Search the records for the string "crates" and copy every line in which it appears.

Excerpted data START

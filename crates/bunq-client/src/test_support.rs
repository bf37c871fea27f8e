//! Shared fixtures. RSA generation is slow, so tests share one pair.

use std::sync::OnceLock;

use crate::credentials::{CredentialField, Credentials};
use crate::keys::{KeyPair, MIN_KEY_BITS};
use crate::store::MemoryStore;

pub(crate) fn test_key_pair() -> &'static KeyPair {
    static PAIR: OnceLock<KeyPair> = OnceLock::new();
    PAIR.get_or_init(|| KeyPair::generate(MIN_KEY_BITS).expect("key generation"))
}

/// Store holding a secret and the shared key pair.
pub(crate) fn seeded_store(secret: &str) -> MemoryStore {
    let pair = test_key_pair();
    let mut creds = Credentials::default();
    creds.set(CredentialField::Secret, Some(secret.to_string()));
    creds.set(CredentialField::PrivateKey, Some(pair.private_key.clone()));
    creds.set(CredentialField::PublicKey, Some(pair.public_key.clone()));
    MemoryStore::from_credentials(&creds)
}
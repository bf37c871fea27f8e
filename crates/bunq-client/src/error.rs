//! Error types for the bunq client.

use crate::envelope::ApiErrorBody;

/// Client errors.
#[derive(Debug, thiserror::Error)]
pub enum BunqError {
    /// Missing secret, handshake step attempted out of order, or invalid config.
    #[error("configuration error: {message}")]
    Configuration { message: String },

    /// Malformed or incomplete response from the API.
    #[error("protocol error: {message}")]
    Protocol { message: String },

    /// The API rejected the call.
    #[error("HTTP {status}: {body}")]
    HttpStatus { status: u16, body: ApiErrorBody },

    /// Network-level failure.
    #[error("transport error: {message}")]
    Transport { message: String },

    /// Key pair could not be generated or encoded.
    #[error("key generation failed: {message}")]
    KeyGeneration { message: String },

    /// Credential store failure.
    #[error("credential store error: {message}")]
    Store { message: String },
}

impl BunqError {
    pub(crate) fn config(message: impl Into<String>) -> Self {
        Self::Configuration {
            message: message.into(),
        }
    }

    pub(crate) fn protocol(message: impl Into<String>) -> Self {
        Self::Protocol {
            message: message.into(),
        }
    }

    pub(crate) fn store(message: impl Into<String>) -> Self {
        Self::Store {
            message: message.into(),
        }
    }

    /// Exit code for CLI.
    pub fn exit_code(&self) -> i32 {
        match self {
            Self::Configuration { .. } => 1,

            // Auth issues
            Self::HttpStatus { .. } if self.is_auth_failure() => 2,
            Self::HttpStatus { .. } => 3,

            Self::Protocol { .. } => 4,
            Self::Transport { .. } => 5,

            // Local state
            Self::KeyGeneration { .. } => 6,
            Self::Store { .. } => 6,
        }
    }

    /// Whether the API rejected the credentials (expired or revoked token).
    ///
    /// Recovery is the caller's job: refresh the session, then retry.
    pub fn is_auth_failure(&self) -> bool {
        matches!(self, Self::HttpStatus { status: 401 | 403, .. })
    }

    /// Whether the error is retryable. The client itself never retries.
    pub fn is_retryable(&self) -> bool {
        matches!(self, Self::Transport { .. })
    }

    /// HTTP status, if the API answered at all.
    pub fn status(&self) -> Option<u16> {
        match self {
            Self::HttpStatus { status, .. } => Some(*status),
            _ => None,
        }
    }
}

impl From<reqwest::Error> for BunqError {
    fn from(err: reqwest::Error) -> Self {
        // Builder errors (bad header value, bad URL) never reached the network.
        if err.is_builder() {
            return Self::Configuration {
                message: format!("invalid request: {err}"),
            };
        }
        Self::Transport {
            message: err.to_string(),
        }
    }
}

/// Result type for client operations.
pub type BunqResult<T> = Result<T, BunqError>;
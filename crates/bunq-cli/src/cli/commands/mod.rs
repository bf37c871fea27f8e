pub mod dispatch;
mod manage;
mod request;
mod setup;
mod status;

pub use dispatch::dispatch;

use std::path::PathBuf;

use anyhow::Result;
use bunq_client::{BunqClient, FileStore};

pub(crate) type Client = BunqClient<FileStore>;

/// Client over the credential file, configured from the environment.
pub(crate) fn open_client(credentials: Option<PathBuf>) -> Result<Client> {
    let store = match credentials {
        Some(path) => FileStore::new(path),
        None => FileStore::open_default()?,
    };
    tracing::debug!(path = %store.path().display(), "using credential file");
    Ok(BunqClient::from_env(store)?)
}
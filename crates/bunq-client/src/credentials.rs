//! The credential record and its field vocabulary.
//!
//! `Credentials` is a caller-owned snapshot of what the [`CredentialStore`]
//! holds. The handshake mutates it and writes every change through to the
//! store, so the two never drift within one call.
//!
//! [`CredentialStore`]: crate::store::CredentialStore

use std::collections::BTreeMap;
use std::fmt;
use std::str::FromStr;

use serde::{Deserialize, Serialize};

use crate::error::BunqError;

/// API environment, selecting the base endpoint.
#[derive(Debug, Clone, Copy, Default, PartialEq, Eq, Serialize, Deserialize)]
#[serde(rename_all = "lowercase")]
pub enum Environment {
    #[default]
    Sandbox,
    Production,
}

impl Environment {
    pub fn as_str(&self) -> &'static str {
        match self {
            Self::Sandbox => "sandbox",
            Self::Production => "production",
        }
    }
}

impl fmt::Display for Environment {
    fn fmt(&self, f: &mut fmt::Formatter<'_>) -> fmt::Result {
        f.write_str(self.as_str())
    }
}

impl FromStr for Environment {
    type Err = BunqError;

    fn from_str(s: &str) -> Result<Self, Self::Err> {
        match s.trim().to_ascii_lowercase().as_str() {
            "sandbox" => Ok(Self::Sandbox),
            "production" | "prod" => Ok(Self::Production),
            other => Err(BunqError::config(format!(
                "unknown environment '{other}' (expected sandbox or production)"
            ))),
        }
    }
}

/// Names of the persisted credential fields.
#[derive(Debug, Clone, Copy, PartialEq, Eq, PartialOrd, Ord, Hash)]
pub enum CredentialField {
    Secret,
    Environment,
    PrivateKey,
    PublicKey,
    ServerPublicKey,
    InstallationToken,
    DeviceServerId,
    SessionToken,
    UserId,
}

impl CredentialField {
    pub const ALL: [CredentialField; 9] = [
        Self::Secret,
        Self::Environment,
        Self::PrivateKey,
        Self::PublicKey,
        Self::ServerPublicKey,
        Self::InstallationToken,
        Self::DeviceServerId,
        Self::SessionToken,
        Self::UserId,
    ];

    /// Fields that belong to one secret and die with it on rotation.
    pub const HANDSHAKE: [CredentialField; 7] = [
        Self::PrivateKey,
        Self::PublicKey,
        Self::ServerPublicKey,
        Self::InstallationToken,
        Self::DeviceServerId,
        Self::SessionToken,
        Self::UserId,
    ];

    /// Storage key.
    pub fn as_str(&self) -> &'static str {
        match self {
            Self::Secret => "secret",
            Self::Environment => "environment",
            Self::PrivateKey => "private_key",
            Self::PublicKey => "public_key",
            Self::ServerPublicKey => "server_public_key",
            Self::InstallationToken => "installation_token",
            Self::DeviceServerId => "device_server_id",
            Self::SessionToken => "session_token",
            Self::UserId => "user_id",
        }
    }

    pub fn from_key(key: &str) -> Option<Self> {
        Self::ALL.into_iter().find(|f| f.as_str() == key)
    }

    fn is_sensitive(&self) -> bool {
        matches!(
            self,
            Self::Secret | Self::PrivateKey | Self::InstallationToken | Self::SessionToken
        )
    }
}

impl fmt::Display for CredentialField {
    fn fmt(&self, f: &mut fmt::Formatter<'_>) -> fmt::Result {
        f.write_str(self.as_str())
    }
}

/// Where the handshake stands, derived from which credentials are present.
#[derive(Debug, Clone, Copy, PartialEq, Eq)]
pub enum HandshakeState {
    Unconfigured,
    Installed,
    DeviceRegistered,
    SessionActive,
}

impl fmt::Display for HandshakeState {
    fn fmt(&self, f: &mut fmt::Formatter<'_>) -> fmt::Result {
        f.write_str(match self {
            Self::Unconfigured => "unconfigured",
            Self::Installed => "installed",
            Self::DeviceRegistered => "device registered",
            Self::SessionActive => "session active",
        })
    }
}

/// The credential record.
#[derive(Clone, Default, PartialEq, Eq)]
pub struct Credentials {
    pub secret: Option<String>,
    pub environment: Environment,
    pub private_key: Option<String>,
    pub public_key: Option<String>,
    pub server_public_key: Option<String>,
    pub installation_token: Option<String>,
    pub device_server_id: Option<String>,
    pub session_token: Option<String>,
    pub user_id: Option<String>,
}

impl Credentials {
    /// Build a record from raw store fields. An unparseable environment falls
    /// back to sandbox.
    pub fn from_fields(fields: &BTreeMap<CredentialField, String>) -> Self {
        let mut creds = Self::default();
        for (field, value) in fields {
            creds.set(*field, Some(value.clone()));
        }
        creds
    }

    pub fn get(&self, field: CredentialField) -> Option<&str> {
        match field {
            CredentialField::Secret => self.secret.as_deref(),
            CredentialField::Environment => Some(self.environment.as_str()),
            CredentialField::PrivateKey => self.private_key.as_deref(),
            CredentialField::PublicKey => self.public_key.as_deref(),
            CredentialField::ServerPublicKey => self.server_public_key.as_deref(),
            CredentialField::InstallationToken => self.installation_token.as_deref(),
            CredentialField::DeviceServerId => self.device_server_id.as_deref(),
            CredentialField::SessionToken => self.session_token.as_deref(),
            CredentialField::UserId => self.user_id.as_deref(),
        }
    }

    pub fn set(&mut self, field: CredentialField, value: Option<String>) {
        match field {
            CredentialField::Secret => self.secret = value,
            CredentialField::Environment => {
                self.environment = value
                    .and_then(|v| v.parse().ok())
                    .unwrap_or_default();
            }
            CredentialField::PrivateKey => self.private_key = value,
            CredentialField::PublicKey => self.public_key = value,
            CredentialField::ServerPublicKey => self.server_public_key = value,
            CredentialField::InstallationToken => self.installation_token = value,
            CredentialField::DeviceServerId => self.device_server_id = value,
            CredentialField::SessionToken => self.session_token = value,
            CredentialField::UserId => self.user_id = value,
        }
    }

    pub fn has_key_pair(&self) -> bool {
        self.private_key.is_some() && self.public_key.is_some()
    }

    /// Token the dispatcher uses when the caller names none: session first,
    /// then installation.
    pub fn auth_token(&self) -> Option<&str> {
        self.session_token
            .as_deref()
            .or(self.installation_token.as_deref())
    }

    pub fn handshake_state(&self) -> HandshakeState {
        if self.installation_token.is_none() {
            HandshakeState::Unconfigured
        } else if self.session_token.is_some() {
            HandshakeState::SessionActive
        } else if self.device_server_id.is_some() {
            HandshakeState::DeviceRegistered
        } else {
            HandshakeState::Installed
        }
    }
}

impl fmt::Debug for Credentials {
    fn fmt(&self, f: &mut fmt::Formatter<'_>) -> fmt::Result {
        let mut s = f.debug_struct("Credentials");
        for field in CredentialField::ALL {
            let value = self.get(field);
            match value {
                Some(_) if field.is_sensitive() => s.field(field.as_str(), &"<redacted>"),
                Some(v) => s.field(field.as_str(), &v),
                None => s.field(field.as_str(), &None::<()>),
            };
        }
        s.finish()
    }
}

Excerpted data END

■ **Solution**:
filename crates/bunq-client/src/test_support.rs
filename crates/bunq-client/src/error.rs
filename crates/bunq-cli/src/cli/commands/mod.rs
filename crates/bunq-client/src/credentials.rs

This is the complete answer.